If the problem was just that FEMA had failed to adequately respond to the disaster, then maybe, just maybe, we could write it off as incompetence. Far more difficult to explain away is that FEMA, and/or the Department of Homeland Security, actively prevented any other individuals or groups from responding. And we're not talking here about a couple of anomalous incidents. No, we're talking about an undeniable pattern of criminal behavior.
Among numerous other crimes against the people of New Orleans, FEMA declined an offer from the city of Chicago to send “44 Chicago Fire Department rescue and medical personnel and their gear, more than 100 Chicago police officers, 140 Streets and Sanitation, 146 Public Health and 8 Human Services workers, and a fleet of vehicles including 29 trucks, two boats and a mobile clinic.” Instead, FEMA asked Chicago to send just a single truck. (“Daley ‘Shocked’ at Federal Snub of Offers to Help,” Chicago Tribune, September 2, 2005)

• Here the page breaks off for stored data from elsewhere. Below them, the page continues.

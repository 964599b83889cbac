//! Fixed-capacity blocks and the append-only block store.
//!
//! A [`Block`] is a boxed slice of exactly `block_size` default-constructed
//! elements. A [`BlockStore`] is an ordered list of blocks that only grows;
//! individual blocks are never resized or freed, only the whole store is
//! cleared.

use std::ops::Range;

use log::debug;

use crate::error::ArenaError;

/// A single block of constructed elements.
///
/// Every slot holds a live `T` for the whole lifetime of the block.
/// "Freeing" a slot means replacing it with a fresh `T::default()` in place.
#[derive(Clone, Debug)]
pub struct Block<T> {
    slots: Box<[T]>,
}

impl<T: Default> Block<T> {
    /// Allocate a block of `len` default-constructed elements.
    ///
    /// The backing storage is reserved in one fallible step; failure is
    /// reported as [`ArenaError::AllocationFailed`].
    pub fn new(len: usize) -> Result<Self, ArenaError> {
        let mut slots = Vec::new();
        slots
            .try_reserve_exact(len)
            .map_err(|_| ArenaError::AllocationFailed { elements: len })?;
        slots.resize_with(len, T::default);
        Ok(Self {
            slots: slots.into_boxed_slice(),
        })
    }

    /// Destroy and default-reconstruct every slot in `range`.
    ///
    /// # Panics
    ///
    /// Panics if `range` is out of bounds.
    pub fn reset_range(&mut self, range: Range<usize>) {
        for slot in &mut self.slots[range] {
            *slot = T::default();
        }
    }

    /// Replace the slot at `offset` with a default value and return the old one.
    pub fn take(&mut self, offset: usize) -> T {
        std::mem::take(&mut self.slots[offset])
    }
}

impl<T> Block<T> {
    /// Overwrite the slot at `offset`, dropping its previous value.
    pub fn put(&mut self, offset: usize, value: T) {
        self.slots[offset] = value;
    }

    /// Shared slice of `len` slots starting at `offset`.
    ///
    /// # Panics
    ///
    /// Panics if `offset + len` exceeds the block.
    pub fn slice(&self, offset: usize, len: usize) -> &[T] {
        &self.slots[offset..offset + len]
    }

    /// Mutable slice of `len` slots starting at `offset`.
    ///
    /// # Panics
    ///
    /// Panics if `offset + len` exceeds the block.
    pub fn slice_mut(&mut self, offset: usize, len: usize) -> &mut [T] {
        &mut self.slots[offset..offset + len]
    }

    /// Slot at `offset`, if in bounds.
    pub fn get(&self, offset: usize) -> Option<&T> {
        self.slots.get(offset)
    }

    /// Mutable slot at `offset`, if in bounds.
    pub fn get_mut(&mut self, offset: usize) -> Option<&mut T> {
        self.slots.get_mut(offset)
    }

    /// Number of slots.
    pub fn len(&self) -> usize {
        self.slots.len()
    }

    /// Whether the block has no slots.
    pub fn is_empty(&self) -> bool {
        self.slots.is_empty()
    }

    /// Memory usage of the slot storage in bytes.
    pub fn memory_bytes(&self) -> usize {
        std::mem::size_of_val(&*self.slots)
    }
}

/// An append-only list of equally sized [`Block`]s.
///
/// Growth appends exactly one block at a time, up to `max_blocks` when a cap
/// is configured. The store never shrinks; [`clear`](Self::clear) releases
/// every block at once.
#[derive(Clone, Debug)]
pub struct BlockStore<T> {
    blocks: Vec<Block<T>>,
    block_size: usize,
    max_blocks: Option<usize>,
}

impl<T> BlockStore<T> {
    /// Create an empty store. No block is allocated until [`grow`](Self::grow).
    pub fn new(block_size: usize, max_blocks: Option<usize>) -> Self {
        Self {
            blocks: Vec::new(),
            block_size,
            max_blocks,
        }
    }

    /// Block at `index`.
    ///
    /// # Panics
    ///
    /// Panics if `index` is not a valid block index.
    pub fn block(&self, index: usize) -> &Block<T> {
        &self.blocks[index]
    }

    /// Mutable block at `index`.
    ///
    /// # Panics
    ///
    /// Panics if `index` is not a valid block index.
    pub fn block_mut(&mut self, index: usize) -> &mut Block<T> {
        &mut self.blocks[index]
    }

    /// Iterate over all blocks in order.
    pub fn iter(&self) -> std::slice::Iter<'_, Block<T>> {
        self.blocks.iter()
    }

    /// Iterate mutably over all blocks in order.
    pub fn iter_mut(&mut self) -> std::slice::IterMut<'_, Block<T>> {
        self.blocks.iter_mut()
    }

    /// Number of blocks currently allocated.
    pub fn len(&self) -> usize {
        self.blocks.len()
    }

    /// Whether no block has been allocated.
    pub fn is_empty(&self) -> bool {
        self.blocks.is_empty()
    }

    /// Elements per block.
    pub fn block_size(&self) -> usize {
        self.block_size
    }

    /// Total slots across all blocks.
    pub fn capacity(&self) -> usize {
        self.blocks.len() * self.block_size
    }

    /// Total memory used by slot storage in bytes.
    pub fn memory_bytes(&self) -> usize {
        self.blocks.iter().map(|b| b.memory_bytes()).sum()
    }

    /// Drop every block and return to the unconfigured zero state.
    pub fn clear(&mut self) {
        self.blocks = Vec::new();
        self.block_size = 0;
        self.max_blocks = None;
    }
}

impl<T: Default> BlockStore<T> {
    /// Append one freshly constructed block and return its index.
    ///
    /// Returns [`ArenaError::CapacityExceeded`] when the cap is reached and
    /// [`ArenaError::AllocationFailed`] when the system allocator refuses.
    pub fn grow(&mut self) -> Result<usize, ArenaError> {
        if let Some(max_blocks) = self.max_blocks {
            if self.blocks.len() >= max_blocks {
                return Err(ArenaError::CapacityExceeded {
                    blocks: self.blocks.len(),
                    max_blocks,
                });
            }
        }
        self.blocks
            .try_reserve(1)
            .map_err(|_| ArenaError::AllocationFailed {
                elements: self.block_size,
            })?;
        let block = Block::new(self.block_size)?;
        self.blocks.push(block);
        debug!(
            "block store grew to {} blocks ({} slots)",
            self.blocks.len(),
            self.capacity()
        );
        Ok(self.blocks.len() - 1)
    }
}
impl<T: Default> BlockArena<T> {
    /// Create an arena with the given configuration.
    ///
    /// # Panics
    ///
    /// Panics if `config` fails [`ArenaConfig::validate`].
    pub fn with_config(config: ArenaConfig) -> Self {
        let mut arena = Self::new();
        arena.configure(config);
        arena
    }

    /// Create a mixed-mode arena with `block_size` elements per block.
    pub fn with_block_size(block_size: usize) -> Self {
        Self::with_config(ArenaConfig::new(block_size))
    }

    /// Move the frontier to the start of the next block, allocating it if
    /// the store does not have one yet. Leaves the frontier untouched on error.
    fn advance(&mut self, block_size: usize) -> Result<usize, ArenaError> {
        let next = self.frontier.index.map_or(0, |index| index + 1);
        debug_assert!(next <= self.store.len());
        if next == self.store.len() {
            self.store.grow()?;
        }
        self.frontier = Frontier {
            index: Some(next),
            remains: block_size,
        };
        Ok(next)
    }

    /// Claim a run of `len` contiguous, default-constructed elements.
    ///
    /// Returns `Ok(None)` for `len == 0`. If the current block cannot hold
    /// the whole run, its remaining slots are skipped and the run starts at
    /// the beginning of the next block.
    pub fn try_alloc(&mut self, len: usize) -> Result<Option<Run>, ArenaError> {
        if len == 0 {
            return Ok(None);
        }
        let (mode, block_size) = self.active()?;
        if !mode.allows_run(len) {
            return Err(ArenaError::ModeViolation {
                mode,
                operation: "alloc",
            });
        }
        if len > block_size {
            return Err(ArenaError::RunTooLong {
                requested: len,
                block_size,
            });
        }
        let frontier = self.frontier;
        let block = match frontier.index {
            Some(index) if frontier.remains >= len => index,
            _ => self.advance(block_size)?,
        };
        let offset = self.frontier.offset(block_size);
        self.frontier.remains -= len;
        Ok(Some(Run { block, offset, len }))
    }

    /// Claim a run of `len` contiguous, default-constructed elements.
    ///
    /// # Panics
    ///
    /// Panics under the conditions where [`try_alloc`](Self::try_alloc) errors.
    pub fn alloc(&mut self, len: usize) -> Option<Run> {
        match self.try_alloc(len) {
            Ok(run) => run,
            Err(err) => panic!("{err}"),
        }
    }

    /// Claim a run and return its slots directly. Empty for `len == 0`.
    pub fn alloc_slice(&mut self, len: usize) -> &mut [T] {
        match self.alloc(len) {
            Some(run) => self.run_mut(&run),
            None => &mut [],
        }
    }

    /// Claim one slot and store `value` in it.
    pub fn try_push(&mut self, value: T) -> Result<(), ArenaError> {
        let (mode, block_size) = self.active()?;
        if !mode.allows_stack_ops() {
            return Err(ArenaError::ModeViolation {
                mode,
                operation: "push",
            });
        }
        let frontier = self.frontier;
        let block = match frontier.index {
            Some(index) if frontier.remains > 0 => index,
            _ => self.advance(block_size)?,
        };
        let offset = self.frontier.offset(block_size);
        self.store.block_mut(block).put(offset, value);
        self.frontier.remains -= 1;
        Ok(())
    }

    /// Claim one slot and store `value` in it.
    ///
    /// # Panics
    ///
    /// Panics under the conditions where [`try_push`](Self::try_push) errors.
    pub fn push(&mut self, value: T) {
        if let Err(err) = self.try_push(value) {
            panic!("{err}");
        }
    }

    /// Release the last claimed slot and return its value.
    ///
    /// The slot is left holding a fresh `T::default()`. When the current
    /// block has nothing claimed, the frontier first steps back to the end
    /// of the previous block.
    pub fn try_remove_last(&mut self) -> Result<T, ArenaError> {
        let (mode, block_size) = self.active()?;
        if !mode.allows_stack_ops() {
            return Err(ArenaError::ModeViolation {
                mode,
                operation: "remove_last",
            });
        }
        let Some(mut index) = self.frontier.index else {
            return Err(ArenaError::Empty);
        };
        let mut remains = self.frontier.remains;
        if remains == block_size {
            if index == 0 {
                return Err(ArenaError::Empty);
            }
            index -= 1;
            remains = 0;
        }
        remains += 1;
        let value = self.store.block_mut(index).take(block_size - remains);
        self.frontier = Frontier {
            index: Some(index),
            remains,
        };
        Ok(value)
    }

    /// Release the last claimed slot and return its value.
    ///
    /// # Panics
    ///
    /// Panics if the arena is empty, unconfigured, or in [`AllocMode::Runs`].
    pub fn remove_last(&mut self) -> T {
        match self.try_remove_last() {
            Ok(value) => value,
            Err(err) => panic!("{err}"),
        }
    }

    /// Reconstruct every slot of every block and return the frontier to the
    /// start of block 0. Blocks stay allocated.
    pub fn rollback_all(&mut self) {
        if self.store.is_empty() {
            return;
        }
        let block_size = self.block_size();
        for block in self.store.iter_mut() {
            block.reset_range(0..block_size);
        }
        trace!(
            "rolled back all {} slots across {} blocks",
            self.len(),
            self.store.len()
        );
        self.frontier = Frontier::start(block_size);
    }

    /// Roll the frontier back to `checkpoint`.
    ///
    /// Returns `Ok(true)` when slots were released, `Ok(false)` when the
    /// checkpoint does not lie before the current frontier by claimed count.
    /// In that case the frontier is left exactly as it was.
    pub fn try_rollback_to(&mut self, checkpoint: Checkpoint) -> Result<bool, ArenaError> {
        if checkpoint.epoch() != self.epoch {
            return Err(ArenaError::StaleCheckpoint {
                checkpoint_epoch: checkpoint.epoch(),
                current_epoch: self.epoch,
            });
        }
        let target = checkpoint.frontier();
        let block_size = self.block_size();
        if let Some(index) = target.index {
            if index >= self.store.len() || target.remains > block_size {
                return Err(ArenaError::InvalidCheckpoint {
                    index,
                    remains: target.remains,
                });
            }
        }
        // Compare by claimed count: `Frontier::EMPTY` and `Frontier::start`
        // both sit at position 0 and must not count as a rollback.
        let frontier = self.frontier;
        let released = frontier
            .position(block_size)
            .saturating_sub(target.position(block_size));
        let current = match frontier.index {
            Some(current) if released > 0 => current,
            _ => return Ok(false),
        };

        let first = target.index.unwrap_or(0);
        let start = target.index.map_or(0, |_| target.offset(block_size));
        let end = frontier.offset(block_size);
        if first == current {
            self.store.block_mut(current).reset_range(start..end);
        } else {
            self.store.block_mut(first).reset_range(start..block_size);
            for index in first + 1..current {
                self.store.block_mut(index).reset_range(0..block_size);
            }
            self.store.block_mut(current).reset_range(0..end);
        }

        trace!(
            "rolled back {} slots (block {} -> {:?})",
            released,
            current,
            target.index
        );
        self.frontier = target;
        Ok(true)
    }

    /// Roll the frontier back to `checkpoint`, see [`try_rollback_to`](Self::try_rollback_to).
    ///
    /// # Panics
    ///
    /// Panics if the checkpoint is stale or lies outside the arena.
    pub fn rollback_to(&mut self, checkpoint: Checkpoint) -> bool {
        match self.try_rollback_to(checkpoint) {
            Ok(applied) => applied,
            Err(err) => panic!("{err}"),
        }
    }
}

FEMA also refused to allow into New Orleans “up to 500 Florida airboat pilots
volunteered to rescue Hurricane Katrina victims, transport relief workers and ferry supplies.” Many of the pilots had “spent thousands of their own dollars stocking their boats and swamp buggies with food, water, medical supplies and fuel.” (Nancy Imperiale “Airboaters Stalled by FEMA,” Sun Sentinel, September 2, 2005) Meanwhile, “More than 50 civilian aircraft responding to separate requests for evacuations from hospitals and other agencies swarmed to the area a day after Katrina hit, but FEMA blocked their efforts” as well. (“After 9/11, a Master Plan for Disasters Was Drawn; It Didn’t Weather the Storm,” Los Angeles Times, September 11, 2005)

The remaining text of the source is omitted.